▶ [WHAT IS NEEDED]:
For each line in the data below that has the word "Deserialize", copy that line.

▶ [DATA FOR THE TASK]:
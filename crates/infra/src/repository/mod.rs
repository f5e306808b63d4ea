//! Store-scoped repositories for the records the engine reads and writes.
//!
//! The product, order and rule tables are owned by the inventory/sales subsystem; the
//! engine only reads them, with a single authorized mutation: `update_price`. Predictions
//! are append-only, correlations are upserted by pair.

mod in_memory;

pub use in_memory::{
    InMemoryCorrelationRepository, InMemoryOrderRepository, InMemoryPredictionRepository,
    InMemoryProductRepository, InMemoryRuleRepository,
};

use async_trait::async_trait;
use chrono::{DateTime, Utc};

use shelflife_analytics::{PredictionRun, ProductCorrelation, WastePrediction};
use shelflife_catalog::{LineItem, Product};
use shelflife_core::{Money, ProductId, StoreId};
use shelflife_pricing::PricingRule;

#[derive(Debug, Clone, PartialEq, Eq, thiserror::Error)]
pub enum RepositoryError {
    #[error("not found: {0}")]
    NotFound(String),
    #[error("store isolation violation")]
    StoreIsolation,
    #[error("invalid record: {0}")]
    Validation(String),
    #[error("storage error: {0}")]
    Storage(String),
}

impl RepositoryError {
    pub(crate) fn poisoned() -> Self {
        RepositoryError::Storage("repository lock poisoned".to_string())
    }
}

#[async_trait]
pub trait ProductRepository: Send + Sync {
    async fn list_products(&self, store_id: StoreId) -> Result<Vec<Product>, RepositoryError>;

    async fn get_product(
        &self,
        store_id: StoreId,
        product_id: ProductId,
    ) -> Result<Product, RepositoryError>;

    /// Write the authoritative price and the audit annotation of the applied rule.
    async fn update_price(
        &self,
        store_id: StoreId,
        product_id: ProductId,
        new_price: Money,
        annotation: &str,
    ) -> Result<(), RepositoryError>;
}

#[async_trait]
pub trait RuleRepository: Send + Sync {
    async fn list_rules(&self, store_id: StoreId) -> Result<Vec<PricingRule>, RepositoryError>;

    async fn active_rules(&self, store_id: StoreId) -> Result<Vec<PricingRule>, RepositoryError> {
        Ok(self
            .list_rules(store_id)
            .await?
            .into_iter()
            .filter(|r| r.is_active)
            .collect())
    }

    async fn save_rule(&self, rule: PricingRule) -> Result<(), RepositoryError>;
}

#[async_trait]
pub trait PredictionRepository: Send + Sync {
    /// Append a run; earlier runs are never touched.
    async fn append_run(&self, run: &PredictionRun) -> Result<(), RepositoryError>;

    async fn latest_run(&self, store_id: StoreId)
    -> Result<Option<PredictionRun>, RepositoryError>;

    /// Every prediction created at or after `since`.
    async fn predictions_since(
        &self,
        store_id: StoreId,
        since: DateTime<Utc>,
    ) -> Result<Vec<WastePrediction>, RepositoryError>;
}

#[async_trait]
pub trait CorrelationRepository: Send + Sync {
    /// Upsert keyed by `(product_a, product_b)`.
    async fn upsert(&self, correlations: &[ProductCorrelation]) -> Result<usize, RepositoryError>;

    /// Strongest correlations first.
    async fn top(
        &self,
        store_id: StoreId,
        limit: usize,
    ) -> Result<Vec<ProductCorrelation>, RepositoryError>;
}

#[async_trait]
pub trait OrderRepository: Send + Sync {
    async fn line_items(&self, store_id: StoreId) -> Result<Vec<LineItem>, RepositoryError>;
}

==

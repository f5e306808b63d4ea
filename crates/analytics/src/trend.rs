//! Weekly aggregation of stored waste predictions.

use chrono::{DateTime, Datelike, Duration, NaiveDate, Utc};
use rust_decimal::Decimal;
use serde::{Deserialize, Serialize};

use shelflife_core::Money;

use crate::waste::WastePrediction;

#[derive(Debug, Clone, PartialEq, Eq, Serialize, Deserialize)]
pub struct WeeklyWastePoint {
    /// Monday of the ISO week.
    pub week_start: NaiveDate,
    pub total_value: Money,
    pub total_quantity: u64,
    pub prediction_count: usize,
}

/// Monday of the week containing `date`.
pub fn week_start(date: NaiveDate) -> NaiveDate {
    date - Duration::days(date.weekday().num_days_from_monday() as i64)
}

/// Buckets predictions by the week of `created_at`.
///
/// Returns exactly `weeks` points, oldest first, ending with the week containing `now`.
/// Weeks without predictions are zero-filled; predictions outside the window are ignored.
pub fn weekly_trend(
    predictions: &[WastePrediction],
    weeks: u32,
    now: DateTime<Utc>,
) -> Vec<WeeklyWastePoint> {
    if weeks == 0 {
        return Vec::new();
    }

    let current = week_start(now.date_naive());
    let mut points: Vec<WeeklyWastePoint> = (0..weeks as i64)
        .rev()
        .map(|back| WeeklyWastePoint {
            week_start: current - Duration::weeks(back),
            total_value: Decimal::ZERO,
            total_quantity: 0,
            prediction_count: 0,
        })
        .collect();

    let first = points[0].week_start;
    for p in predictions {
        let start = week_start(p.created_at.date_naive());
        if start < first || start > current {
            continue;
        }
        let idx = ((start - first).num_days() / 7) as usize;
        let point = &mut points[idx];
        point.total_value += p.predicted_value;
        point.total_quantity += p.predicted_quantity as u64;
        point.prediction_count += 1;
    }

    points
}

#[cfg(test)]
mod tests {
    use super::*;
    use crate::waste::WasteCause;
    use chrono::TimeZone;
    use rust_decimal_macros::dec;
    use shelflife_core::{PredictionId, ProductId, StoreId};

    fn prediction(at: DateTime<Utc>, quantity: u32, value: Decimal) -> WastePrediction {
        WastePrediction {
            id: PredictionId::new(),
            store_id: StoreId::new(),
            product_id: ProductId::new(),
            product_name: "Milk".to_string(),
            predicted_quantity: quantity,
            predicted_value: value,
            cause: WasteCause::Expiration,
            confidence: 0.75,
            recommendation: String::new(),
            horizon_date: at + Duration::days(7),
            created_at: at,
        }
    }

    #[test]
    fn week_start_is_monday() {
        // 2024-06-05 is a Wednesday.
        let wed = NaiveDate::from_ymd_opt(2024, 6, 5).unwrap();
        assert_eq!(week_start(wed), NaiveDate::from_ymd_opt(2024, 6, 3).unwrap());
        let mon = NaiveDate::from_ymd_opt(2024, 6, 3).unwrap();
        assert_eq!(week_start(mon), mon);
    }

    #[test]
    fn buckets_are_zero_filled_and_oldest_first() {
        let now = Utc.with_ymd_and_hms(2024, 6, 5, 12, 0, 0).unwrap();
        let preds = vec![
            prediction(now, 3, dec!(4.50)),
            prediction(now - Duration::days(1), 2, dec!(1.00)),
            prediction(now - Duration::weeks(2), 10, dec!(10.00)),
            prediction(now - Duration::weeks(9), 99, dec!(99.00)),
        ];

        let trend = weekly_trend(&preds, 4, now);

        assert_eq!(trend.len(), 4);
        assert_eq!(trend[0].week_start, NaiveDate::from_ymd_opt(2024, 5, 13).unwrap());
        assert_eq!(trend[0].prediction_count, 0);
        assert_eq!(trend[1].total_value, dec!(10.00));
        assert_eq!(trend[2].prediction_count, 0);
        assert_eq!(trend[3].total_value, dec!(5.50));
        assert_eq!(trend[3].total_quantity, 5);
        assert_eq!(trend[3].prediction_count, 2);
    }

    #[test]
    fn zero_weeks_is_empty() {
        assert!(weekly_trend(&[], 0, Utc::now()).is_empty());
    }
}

▶ [RESULT BELOW]:
use serde::{Deserialize, Serialize};
#[derive(Debug, Clone, PartialEq, Eq, Serialize, Deserialize)]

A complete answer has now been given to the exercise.